● **Assignment**
The expected response is a copy of every line in the entries below that includes the word "next".
━━ Entries shown
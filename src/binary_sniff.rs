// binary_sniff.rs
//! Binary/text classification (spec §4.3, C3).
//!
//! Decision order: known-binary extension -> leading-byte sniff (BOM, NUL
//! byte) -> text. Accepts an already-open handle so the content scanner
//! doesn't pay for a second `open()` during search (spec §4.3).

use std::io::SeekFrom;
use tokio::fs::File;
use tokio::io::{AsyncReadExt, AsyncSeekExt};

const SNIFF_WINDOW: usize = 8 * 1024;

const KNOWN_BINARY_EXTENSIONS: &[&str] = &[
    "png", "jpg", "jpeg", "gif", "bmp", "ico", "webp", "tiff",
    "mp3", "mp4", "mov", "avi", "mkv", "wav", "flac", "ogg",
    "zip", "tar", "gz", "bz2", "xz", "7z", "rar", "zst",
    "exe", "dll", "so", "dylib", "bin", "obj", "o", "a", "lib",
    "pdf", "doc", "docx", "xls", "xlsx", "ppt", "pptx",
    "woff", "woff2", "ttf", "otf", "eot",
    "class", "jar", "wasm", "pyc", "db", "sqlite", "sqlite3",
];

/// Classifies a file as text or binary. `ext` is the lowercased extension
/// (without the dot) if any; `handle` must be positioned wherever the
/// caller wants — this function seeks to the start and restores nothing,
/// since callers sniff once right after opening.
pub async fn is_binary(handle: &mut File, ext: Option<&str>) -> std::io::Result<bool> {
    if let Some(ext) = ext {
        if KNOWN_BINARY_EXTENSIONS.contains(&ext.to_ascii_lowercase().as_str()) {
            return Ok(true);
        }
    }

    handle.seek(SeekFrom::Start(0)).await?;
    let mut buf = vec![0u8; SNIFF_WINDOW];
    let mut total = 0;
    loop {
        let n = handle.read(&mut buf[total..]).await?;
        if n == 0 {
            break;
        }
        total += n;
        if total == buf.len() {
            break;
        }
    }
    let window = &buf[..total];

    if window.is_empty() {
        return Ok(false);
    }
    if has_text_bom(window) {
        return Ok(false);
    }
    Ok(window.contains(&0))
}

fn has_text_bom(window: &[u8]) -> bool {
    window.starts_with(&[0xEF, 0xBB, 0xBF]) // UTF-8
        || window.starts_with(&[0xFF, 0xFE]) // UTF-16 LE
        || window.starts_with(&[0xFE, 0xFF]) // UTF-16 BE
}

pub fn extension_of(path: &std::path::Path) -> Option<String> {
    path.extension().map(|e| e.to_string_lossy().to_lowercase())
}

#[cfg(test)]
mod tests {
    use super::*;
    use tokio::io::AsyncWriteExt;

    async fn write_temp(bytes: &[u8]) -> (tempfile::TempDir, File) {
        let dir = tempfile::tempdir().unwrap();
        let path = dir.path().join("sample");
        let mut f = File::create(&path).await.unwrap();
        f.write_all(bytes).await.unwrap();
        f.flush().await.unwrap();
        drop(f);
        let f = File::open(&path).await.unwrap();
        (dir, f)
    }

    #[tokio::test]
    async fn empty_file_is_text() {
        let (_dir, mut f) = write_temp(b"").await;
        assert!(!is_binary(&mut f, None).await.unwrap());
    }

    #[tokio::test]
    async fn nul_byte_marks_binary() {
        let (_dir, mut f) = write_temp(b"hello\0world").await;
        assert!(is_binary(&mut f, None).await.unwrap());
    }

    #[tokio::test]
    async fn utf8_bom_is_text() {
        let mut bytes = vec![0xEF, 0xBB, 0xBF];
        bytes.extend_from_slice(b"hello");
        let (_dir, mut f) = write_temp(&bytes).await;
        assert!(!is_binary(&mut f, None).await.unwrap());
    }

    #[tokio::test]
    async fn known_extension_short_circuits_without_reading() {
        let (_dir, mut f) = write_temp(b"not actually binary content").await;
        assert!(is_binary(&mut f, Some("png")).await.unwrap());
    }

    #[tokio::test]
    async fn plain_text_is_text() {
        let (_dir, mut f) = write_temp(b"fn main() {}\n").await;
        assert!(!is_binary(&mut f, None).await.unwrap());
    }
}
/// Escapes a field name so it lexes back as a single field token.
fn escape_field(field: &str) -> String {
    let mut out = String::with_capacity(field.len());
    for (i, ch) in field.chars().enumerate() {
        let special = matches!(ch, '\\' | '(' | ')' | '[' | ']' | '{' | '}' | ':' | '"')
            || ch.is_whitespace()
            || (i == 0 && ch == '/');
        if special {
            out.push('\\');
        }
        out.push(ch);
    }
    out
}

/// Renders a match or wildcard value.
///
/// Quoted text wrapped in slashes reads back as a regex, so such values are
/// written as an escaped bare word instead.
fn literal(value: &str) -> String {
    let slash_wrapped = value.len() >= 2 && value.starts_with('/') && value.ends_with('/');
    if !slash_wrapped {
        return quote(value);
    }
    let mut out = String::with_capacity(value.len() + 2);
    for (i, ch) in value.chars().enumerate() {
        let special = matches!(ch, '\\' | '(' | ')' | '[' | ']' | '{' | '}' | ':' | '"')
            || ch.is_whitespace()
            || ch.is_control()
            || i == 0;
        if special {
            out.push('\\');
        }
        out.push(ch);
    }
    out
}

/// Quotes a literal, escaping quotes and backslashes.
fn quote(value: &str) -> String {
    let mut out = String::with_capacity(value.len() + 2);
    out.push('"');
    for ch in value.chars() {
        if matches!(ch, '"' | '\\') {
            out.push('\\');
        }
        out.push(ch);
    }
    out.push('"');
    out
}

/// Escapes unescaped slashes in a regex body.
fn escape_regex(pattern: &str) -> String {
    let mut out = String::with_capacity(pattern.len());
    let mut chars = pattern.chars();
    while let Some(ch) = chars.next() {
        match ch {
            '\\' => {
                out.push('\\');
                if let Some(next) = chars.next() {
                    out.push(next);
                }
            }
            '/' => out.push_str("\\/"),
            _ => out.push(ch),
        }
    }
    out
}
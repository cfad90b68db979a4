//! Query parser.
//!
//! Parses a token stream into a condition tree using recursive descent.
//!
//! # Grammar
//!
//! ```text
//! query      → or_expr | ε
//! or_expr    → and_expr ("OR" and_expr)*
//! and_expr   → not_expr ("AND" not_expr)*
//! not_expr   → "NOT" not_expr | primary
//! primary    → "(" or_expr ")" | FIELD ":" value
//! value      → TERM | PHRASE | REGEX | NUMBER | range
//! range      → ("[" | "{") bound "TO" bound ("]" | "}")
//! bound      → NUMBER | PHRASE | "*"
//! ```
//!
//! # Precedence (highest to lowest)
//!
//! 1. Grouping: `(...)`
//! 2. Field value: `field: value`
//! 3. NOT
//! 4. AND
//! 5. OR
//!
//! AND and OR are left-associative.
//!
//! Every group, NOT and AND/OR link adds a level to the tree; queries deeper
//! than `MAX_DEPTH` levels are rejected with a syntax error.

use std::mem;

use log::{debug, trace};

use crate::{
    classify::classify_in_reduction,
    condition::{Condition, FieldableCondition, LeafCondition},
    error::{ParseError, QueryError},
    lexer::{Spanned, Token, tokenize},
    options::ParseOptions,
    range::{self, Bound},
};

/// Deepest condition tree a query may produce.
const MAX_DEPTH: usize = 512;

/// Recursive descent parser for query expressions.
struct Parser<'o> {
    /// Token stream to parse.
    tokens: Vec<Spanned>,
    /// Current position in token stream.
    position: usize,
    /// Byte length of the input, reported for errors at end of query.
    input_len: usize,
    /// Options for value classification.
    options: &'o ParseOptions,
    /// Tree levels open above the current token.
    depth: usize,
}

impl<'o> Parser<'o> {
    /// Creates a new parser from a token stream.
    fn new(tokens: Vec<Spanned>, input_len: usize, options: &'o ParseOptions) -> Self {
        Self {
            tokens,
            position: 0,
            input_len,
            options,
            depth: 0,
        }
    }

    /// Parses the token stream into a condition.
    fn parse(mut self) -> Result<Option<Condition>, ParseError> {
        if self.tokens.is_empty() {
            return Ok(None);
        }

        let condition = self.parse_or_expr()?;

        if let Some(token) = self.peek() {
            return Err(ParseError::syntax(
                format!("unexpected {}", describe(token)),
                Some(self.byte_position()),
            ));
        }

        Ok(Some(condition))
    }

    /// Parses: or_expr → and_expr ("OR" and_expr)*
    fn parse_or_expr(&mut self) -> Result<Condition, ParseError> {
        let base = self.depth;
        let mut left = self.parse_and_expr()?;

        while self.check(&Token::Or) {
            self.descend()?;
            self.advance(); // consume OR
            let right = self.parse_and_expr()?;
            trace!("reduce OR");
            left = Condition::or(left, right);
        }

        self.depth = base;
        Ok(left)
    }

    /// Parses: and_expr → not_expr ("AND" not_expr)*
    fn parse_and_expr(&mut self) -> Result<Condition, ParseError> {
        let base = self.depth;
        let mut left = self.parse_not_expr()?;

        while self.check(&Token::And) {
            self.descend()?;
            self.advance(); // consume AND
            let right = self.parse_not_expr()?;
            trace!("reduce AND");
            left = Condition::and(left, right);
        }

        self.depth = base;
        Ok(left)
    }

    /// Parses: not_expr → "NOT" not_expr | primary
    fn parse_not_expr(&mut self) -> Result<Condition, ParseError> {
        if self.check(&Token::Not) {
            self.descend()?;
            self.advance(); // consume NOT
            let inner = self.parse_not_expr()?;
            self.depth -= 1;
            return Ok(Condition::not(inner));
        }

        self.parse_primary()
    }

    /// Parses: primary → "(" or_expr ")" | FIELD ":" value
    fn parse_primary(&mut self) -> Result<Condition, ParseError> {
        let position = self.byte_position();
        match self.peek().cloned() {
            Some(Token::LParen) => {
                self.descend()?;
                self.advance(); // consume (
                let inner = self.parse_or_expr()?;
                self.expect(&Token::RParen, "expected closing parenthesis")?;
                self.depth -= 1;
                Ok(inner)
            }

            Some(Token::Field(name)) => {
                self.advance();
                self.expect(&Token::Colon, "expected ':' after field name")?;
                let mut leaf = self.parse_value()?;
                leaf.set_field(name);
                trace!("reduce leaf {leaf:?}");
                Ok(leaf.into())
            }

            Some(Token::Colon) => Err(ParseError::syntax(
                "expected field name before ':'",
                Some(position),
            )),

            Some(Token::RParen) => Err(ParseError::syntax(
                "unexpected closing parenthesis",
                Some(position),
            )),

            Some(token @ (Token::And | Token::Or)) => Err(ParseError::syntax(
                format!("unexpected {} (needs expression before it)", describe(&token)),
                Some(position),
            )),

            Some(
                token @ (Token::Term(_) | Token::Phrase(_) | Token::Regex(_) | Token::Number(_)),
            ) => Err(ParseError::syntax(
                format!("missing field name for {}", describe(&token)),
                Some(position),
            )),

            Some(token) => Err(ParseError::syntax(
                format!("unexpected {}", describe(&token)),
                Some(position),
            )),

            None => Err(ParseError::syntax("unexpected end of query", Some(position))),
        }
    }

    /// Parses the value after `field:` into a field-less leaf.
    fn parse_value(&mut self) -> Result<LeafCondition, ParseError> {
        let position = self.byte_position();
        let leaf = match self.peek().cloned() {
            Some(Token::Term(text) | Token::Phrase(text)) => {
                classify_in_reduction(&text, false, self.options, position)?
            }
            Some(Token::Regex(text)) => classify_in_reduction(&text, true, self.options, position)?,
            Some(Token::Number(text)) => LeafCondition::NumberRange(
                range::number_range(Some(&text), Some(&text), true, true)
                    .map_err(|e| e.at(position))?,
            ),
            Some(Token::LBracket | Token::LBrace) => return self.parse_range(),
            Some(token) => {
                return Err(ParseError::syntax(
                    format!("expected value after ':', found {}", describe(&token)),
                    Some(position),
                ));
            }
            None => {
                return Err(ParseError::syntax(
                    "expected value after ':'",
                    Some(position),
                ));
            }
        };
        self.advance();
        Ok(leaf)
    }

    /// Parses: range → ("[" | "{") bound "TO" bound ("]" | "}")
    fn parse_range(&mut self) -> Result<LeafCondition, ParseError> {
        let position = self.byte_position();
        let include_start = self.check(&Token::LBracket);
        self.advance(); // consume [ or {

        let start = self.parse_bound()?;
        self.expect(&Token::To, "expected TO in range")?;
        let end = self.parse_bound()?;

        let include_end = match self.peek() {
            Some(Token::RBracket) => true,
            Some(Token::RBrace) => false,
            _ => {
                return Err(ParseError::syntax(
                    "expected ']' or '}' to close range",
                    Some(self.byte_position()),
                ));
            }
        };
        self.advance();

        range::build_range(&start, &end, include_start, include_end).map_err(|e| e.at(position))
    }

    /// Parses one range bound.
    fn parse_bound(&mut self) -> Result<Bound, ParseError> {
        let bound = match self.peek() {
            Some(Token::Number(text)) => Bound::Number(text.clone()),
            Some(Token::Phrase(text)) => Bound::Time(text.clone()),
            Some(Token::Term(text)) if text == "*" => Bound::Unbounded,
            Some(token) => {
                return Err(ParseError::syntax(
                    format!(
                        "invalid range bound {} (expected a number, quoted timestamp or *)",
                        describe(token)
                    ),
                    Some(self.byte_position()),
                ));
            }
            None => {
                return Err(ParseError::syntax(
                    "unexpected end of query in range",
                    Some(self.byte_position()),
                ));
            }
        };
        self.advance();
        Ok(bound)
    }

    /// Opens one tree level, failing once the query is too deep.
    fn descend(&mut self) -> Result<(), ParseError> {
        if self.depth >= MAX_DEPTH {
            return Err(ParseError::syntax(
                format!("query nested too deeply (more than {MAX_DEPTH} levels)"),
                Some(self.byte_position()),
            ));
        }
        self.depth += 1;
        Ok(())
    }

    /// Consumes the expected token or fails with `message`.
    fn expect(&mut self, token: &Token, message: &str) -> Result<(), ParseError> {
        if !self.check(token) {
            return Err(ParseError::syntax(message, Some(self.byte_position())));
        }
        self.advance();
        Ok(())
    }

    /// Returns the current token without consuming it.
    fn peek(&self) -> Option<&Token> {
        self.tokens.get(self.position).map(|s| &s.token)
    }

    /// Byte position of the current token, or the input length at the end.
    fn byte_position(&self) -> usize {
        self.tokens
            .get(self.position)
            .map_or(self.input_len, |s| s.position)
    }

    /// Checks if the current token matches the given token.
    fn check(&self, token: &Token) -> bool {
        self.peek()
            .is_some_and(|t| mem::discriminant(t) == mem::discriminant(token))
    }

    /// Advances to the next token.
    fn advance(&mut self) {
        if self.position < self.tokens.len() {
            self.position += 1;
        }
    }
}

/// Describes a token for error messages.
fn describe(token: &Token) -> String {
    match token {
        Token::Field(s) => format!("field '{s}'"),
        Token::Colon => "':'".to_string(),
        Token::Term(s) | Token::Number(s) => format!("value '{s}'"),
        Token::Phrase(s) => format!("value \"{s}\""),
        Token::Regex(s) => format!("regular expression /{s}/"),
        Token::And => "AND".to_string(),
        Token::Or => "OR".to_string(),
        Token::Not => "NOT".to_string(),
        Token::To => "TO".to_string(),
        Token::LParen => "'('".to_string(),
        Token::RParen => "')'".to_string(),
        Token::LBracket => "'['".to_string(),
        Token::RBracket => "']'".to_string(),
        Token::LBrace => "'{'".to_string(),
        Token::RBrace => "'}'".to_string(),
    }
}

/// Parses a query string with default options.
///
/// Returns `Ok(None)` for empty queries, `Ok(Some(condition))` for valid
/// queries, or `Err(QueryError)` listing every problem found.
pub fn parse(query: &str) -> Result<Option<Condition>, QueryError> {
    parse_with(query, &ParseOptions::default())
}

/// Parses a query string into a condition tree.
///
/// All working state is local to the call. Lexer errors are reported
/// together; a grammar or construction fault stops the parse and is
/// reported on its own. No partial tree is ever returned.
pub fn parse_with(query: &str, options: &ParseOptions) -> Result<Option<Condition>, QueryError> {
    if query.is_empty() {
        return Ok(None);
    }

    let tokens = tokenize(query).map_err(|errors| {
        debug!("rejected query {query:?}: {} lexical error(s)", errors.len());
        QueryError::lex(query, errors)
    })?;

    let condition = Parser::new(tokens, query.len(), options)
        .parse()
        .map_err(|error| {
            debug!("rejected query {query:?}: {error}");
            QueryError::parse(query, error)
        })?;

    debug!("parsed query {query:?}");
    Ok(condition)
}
━━━━
● **Solution for this exercise**
    while let Some(ch) = chars.next() {
                if let Some(next) = chars.next() {
                    out.push(next);
    /// Advances to the next token.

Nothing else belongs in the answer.